**Data supplied:**
------------------------------------------------

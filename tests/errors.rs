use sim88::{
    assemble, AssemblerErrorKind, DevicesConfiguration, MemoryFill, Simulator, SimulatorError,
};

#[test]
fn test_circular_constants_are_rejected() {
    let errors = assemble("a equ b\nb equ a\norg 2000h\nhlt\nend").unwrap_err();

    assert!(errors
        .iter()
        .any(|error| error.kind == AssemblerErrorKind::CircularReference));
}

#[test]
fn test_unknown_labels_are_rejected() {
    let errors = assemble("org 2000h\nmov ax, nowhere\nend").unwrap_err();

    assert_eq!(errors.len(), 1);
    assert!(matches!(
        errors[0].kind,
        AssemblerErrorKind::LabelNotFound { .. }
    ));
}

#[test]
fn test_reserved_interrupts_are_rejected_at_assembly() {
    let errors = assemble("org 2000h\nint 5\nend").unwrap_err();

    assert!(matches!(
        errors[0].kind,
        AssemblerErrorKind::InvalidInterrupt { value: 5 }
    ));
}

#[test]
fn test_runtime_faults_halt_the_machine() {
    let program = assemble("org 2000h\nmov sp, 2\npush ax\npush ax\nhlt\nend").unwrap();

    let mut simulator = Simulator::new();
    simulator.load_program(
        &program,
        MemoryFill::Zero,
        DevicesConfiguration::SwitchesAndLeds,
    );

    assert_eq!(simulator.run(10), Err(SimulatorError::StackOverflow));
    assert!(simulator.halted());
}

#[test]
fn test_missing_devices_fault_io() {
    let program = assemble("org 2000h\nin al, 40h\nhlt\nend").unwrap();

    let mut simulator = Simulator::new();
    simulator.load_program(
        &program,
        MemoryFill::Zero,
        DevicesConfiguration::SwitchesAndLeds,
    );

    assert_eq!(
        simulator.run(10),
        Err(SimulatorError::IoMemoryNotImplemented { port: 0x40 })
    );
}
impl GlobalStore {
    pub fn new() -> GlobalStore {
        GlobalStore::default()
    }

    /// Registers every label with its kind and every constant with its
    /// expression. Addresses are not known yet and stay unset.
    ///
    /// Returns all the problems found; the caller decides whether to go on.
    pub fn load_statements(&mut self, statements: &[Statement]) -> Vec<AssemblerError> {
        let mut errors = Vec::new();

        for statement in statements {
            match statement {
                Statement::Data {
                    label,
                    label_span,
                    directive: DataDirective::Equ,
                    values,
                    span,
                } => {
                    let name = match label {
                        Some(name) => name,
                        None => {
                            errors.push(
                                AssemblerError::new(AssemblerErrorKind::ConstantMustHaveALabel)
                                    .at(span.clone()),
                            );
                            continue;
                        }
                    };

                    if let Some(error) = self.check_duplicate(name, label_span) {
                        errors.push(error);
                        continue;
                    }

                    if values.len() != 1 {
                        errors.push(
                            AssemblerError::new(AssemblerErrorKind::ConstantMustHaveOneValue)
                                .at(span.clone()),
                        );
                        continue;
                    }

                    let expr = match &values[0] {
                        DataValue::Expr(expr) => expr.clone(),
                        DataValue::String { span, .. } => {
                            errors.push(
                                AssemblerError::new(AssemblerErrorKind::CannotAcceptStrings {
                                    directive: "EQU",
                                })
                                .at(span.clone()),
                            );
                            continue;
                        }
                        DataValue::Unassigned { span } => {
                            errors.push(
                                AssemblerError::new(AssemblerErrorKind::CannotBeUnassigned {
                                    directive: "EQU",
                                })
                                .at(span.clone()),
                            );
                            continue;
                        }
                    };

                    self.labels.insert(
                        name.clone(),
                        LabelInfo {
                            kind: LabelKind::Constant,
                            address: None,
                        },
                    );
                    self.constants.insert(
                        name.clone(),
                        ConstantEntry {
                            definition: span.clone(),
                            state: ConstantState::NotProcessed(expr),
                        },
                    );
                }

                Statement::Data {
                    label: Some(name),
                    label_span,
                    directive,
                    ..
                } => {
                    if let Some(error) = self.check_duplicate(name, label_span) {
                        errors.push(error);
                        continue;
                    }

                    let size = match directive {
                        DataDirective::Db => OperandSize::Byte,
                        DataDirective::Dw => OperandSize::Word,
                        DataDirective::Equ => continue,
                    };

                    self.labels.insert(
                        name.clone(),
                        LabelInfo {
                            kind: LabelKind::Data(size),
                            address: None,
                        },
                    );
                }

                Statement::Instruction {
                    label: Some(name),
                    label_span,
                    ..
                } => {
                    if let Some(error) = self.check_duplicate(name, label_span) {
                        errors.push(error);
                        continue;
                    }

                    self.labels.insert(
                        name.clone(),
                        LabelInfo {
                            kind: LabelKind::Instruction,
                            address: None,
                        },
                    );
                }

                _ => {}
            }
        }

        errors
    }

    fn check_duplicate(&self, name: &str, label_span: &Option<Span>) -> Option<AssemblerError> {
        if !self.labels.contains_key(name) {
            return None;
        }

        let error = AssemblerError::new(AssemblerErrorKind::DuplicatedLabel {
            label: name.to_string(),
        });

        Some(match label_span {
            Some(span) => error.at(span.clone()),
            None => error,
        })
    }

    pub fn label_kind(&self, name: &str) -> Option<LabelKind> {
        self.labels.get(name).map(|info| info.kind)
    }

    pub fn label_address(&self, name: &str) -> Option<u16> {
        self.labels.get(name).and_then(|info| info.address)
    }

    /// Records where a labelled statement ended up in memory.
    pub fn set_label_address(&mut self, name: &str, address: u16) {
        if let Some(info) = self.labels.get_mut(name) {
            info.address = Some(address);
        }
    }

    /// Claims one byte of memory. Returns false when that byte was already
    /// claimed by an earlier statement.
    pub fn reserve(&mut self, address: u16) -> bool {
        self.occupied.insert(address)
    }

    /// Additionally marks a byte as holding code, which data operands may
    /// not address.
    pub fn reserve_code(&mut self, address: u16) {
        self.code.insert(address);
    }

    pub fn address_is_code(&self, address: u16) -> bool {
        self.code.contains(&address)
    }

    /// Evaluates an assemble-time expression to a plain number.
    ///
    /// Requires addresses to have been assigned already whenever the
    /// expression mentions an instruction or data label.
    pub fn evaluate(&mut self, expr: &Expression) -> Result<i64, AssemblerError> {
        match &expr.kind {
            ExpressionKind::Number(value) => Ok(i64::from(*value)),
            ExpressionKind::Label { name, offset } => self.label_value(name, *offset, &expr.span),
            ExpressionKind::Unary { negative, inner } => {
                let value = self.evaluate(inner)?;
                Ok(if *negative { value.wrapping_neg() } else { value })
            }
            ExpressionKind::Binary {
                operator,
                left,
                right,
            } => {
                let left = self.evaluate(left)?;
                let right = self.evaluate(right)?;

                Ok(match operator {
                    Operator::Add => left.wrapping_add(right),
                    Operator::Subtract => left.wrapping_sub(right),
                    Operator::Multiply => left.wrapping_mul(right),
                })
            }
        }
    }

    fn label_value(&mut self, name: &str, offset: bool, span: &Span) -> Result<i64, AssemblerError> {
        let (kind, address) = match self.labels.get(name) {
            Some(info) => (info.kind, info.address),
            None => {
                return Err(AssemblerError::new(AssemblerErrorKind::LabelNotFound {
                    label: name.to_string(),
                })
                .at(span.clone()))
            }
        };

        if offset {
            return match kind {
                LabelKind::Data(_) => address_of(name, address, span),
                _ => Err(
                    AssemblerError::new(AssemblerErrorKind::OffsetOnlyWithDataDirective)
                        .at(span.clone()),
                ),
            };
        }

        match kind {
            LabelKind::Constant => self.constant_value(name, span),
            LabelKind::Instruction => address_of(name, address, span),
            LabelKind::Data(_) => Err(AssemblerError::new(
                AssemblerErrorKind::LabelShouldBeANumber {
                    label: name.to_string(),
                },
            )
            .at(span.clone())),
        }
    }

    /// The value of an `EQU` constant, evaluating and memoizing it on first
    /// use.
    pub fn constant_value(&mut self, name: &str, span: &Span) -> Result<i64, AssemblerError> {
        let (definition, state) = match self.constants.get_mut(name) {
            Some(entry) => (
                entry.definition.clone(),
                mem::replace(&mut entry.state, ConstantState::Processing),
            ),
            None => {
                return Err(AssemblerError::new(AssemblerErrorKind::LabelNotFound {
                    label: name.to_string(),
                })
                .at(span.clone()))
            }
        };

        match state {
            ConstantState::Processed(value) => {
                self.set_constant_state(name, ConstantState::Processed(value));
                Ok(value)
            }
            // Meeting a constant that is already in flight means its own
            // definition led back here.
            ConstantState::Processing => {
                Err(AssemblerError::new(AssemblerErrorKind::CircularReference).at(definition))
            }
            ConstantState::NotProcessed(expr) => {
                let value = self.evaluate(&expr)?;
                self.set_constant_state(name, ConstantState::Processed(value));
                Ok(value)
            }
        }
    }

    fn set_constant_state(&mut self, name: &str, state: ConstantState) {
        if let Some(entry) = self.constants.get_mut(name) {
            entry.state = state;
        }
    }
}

------------------------------------------------

**Try it:**
Across the material above, count each line with the string "Returns" and state the number alone.

**Exercise answer:**
2